UNC Press offers our sincere congratulations to Psyche A. Williams-Forson on being awarded the 2023 James Beard Foundation Book Award in Food Issues & Advocacy for Eating While Black: Food Shaming and Race in America!
Each year, the James Beard Awards, a program of the James Beard Foundation, recognizes exceptional talent and achievement in the culinary arts, hospitality, media, and broader food system, as well as a demonstrated commitment to racial and gender equity, community, sustainability, and a culture where all can thrive.
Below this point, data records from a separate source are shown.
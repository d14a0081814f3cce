//! Signed bearer tokens.
//!
//! HMAC-signed JWTs with the signing secret selected by the `kid` header.
//! Every configured secret verifies, the last one signs. Rotating means
//! appending a new secret: earlier entries keep their index, so outstanding
//! tokens' `kid`s still resolve to the secret that signed them. Verification
//! failures never carry detail out of this module; callers see `None`.

use chrono::{DateTime, Utc};
use jsonwebtoken::{decode, decode_header, encode, DecodingKey, EncodingKey, Header, Validation};
use realmgate_core::clock::SharedClock;
use realmgate_core::config::{TokenConfig, TokenType};
use realmgate_core::error::{Error, Result};
use realmgate_core::id::{TokenFamily, TokenId, UserId};
use serde::{Deserialize, Serialize};
use uuid::Uuid;

/// JWT claims
#[derive(Debug, Clone, Serialize, Deserialize)]
pub struct Claims {
    /// Subject (user id)
    pub sub: String,
    /// Token type discriminator
    #[serde(rename = "type")]
    pub typ: TokenType,
    /// Realm the token is valid in
    pub realm: String,
    pub iss: String,
    pub aud: String,
    pub exp: i64,
    pub iat: i64,
    /// JWT id; doubles as the stored-token id
    pub jti: String,
    /// Rotation chain root; refresh tokens only
    #[serde(skip_serializing_if = "Option::is_none")]
    pub token_family: Option<TokenFamily>,
    /// Token this one was rotated from; refresh tokens only
    #[serde(skip_serializing_if = "Option::is_none")]
    pub parent_token_id: Option<TokenId>,
    /// Role names at issuance; access tokens only
    #[serde(skip_serializing_if = "Option::is_none")]
    pub roles: Option<Vec<String>>,
}

impl Claims {
    pub fn user_id(&self) -> Result<UserId> {
        self.sub
            .parse::<Uuid>()
            .map(UserId::from)
            .map_err(|_| Error::invalid_token("malformed subject"))
    }

    pub fn token_id(&self) -> Result<TokenId> {
        self.jti
            .parse::<Uuid>()
            .map(TokenId::from)
            .map_err(|_| Error::invalid_token("malformed jti"))
    }
}

/// The authenticated identity derived from a valid access token
#[derive(Debug, Clone, PartialEq, Eq, Serialize, Deserialize)]
pub struct Principal {
    pub user_id: UserId,
    pub realm: String,
    pub token_type: TokenType,
    /// Roles as of issuance time
    pub roles: Vec<String>,
}

impl Principal {
    pub fn has_role(&self, role: &str) -> bool {
        self.roles.iter().any(|r| r == role)
    }
}

/// Signs with the last configured secret, verifies with any of them
pub struct JwtKeyring {
    signing_key: EncodingKey,
    signing_kid: String,
    decoding_keys: Vec<DecodingKey>,
    issuer: String,
    audience: String,
    clock: SharedClock,
}

impl JwtKeyring {
    pub fn new(config: &TokenConfig, clock: SharedClock) -> Result<Self> {
        let signing_secret = config
            .secrets
            .last()
            .ok_or_else(|| Error::configuration("token secrets must not be empty"))?;

        Ok(Self {
            signing_key: EncodingKey::from_secret(signing_secret.as_bytes()),
            signing_kid: (config.secrets.len() - 1).to_string(),
            decoding_keys: config
                .secrets
                .iter()
                .map(|s| DecodingKey::from_secret(s.as_bytes()))
                .collect(),
            issuer: config.issuer.clone(),
            audience: config.audience.clone(),
            clock,
        })
    }

    pub fn issuer(&self) -> &str {
        &self.issuer
    }

    /// Build claims for a fresh token
    #[allow(clippy::too_many_arguments)]
    pub fn claims(
        &self,
        user_id: UserId,
        realm: &str,
        typ: TokenType,
        token_id: TokenId,
        expires_at: DateTime<Utc>,
        token_family: Option<TokenFamily>,
        parent_token_id: Option<TokenId>,
        roles: Option<Vec<String>>,
    ) -> Claims {
        Claims {
            sub: user_id.to_string(),
            typ,
            realm: realm.to_string(),
            iss: self.issuer.clone(),
            aud: self.audience.clone(),
            exp: expires_at.timestamp(),
            iat: self.clock.now().timestamp(),
            jti: token_id.to_string(),
            token_family,
            parent_token_id,
            roles,
        }
    }

    /// Sign claims; the header's `kid` records which secret signed
    pub fn sign(&self, claims: &Claims) -> Result<String> {
        let mut header = Header::default();
        header.kid = Some(self.signing_kid.clone());
        encode(&header, claims, &self.signing_key)
            .map_err(|e| Error::internal(format!("failed to sign token: {e}")))
    }

    /// Decode and validate signature, issuer, audience and expiry.
    /// Any mismatch, including an unknown `kid`, yields `None`.
    pub fn decode(&self, token: &str) -> Option<Claims> {
        let header = decode_header(token).ok()?;
        let kid: usize = header.kid.as_deref()?.parse().ok()?;
        let key = self.decoding_keys.get(kid)?;

        let mut validation = Validation::default();
        validation.set_issuer(&[&self.issuer]);
        validation.set_audience(&[&self.audience]);
        validation.set_required_spec_claims(&["exp", "iss", "aud", "sub"]);

        decode::<Claims>(token, key, &validation)
            .map(|data| data.claims)
            .ok()
    }
}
This year, Psyche A. Williams-Forson was presented with the award in Food Issues & Advocacy, an award dedicated to celebrating books that include investigative journalism, food policy, deep dives, and critical analysis of the changing social landscape.
Psyche A. Williams-Forson is professor and chair of the Department of American Studies at the University of Maryland, College Park. Beyond Eating While Black, she is the author of Taking Food Public: Redefining Foodways in a Changing World (2011) and the award-winning Building Houses Out of Chicken Legs: Black Women, Food, & Power (2006).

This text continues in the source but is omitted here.